EXTRACTED MATERIAL:
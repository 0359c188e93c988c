//! Command stream decoding.
//!
//! The context layer only forwards a decoder; chips pick the record widths.

use std::fmt::Debug;

use crate::command::{CmdQueue, TpuCmd};
use crate::error::{Result, TargetError};

/// Turns a raw command buffer into commands.
pub trait Decoder: Debug + Send + Sync {
    /// Decode every command in `raw` for the given queue.
    ///
    /// # Errors
    ///
    /// Returns [`TargetError::Decode`] if the buffer is malformed.
    fn decode(&self, queue: CmdQueue, raw: &[u8]) -> Result<Vec<TpuCmd>>;
}

/// Header size shared by all record layouts: id, dep id, opcode.
const HEADER_BYTES: usize = 10;

/// Fixed-width record decoder.
///
/// Record layout (little endian):
///
/// ```text
/// 0..4   cmd_id
/// 4..8   cmd_id_dep
/// 8..10  opcode
/// 10..   payload
/// ```
#[derive(Debug, Clone, Copy, PartialEq, Eq)]
pub struct RecordDecoder {
    tiu_width: usize,
    dma_width: usize,
}

impl RecordDecoder {
    /// Widths below the header size are clamped up to it.
    pub const fn new(tiu_width: usize, dma_width: usize) -> Self {
        let tiu_width = if tiu_width < HEADER_BYTES { HEADER_BYTES } else { tiu_width };
        let dma_width = if dma_width < HEADER_BYTES { HEADER_BYTES } else { dma_width };
        Self {
            tiu_width,
            dma_width,
        }
    }

    pub const fn width(&self, queue: CmdQueue) -> usize {
        match queue {
            CmdQueue::Tiu => self.tiu_width,
            CmdQueue::Dma => self.dma_width,
        }
    }

    /// Encode a command into one record of this decoder's width.
    ///
    /// Payload bytes beyond the record are dropped; short payloads are
    /// zero-padded.
    pub fn encode(&self, cmd: &TpuCmd) -> Vec<u8> {
        let width = self.width(cmd.queue);
        let mut record = vec![0u8; width];
        record[0..4].copy_from_slice(&cmd.cmd_id.to_le_bytes());
        record[4..8].copy_from_slice(&cmd.cmd_id_dep.to_le_bytes());
        record[8..10].copy_from_slice(&cmd.opcode.to_le_bytes());
        let n = cmd.payload.len().min(width - HEADER_BYTES);
        record[HEADER_BYTES..HEADER_BYTES + n].copy_from_slice(&cmd.payload[..n]);
        record
    }
}

impl Decoder for RecordDecoder {
    fn decode(&self, queue: CmdQueue, raw: &[u8]) -> Result<Vec<TpuCmd>> {
        let width = self.width(queue);
        if raw.len() % width != 0 {
            return Err(TargetError::Decode {
                queue,
                detail: format!(
                    "buffer of {} bytes is not a multiple of the {width}-byte record",
                    raw.len()
                ),
            });
        }

        raw.chunks_exact(width)
            .map(|record| {
                let (id, rest) = record.split_at(4);
                let (dep, rest) = rest.split_at(4);
                let (op, payload) = rest.split_at(2);
                Ok(TpuCmd {
                    queue,
                    cmd_id: u32::from_le_bytes(word(id)),
                    cmd_id_dep: u32::from_le_bytes(word(dep)),
                    opcode: u16::from_le_bytes([op[0], op[1]]),
                    payload: payload.to_vec(),
                })
            })
            .collect()
    }
}

fn word(bytes: &[u8]) -> [u8; 4] {
    [bytes[0], bytes[1], bytes[2], bytes[3]]
}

ACTIVITY: The line above containing "this decoder's width.", the line containing "let n = cmd.payload.len().min(width", and every line between them are to be transcribed exactly; no other line is wanted.

WRITTEN RESPONSE:
    /// Encode a command into one record of this decoder's width.
    ///
    /// Payload bytes beyond the record are dropped; short payloads are
    /// zero-padded.
    pub fn encode(&self, cmd: &TpuCmd) -> Vec<u8> {
        let width = self.width(cmd.queue);
        let mut record = vec![0u8; width];
        record[0..4].copy_from_slice(&cmd.cmd_id.to_le_bytes());
        record[4..8].copy_from_slice(&cmd.cmd_id_dep.to_le_bytes());
        record[8..10].copy_from_slice(&cmd.opcode.to_le_bytes());
        let n = cmd.payload.len().min(width - HEADER_BYTES);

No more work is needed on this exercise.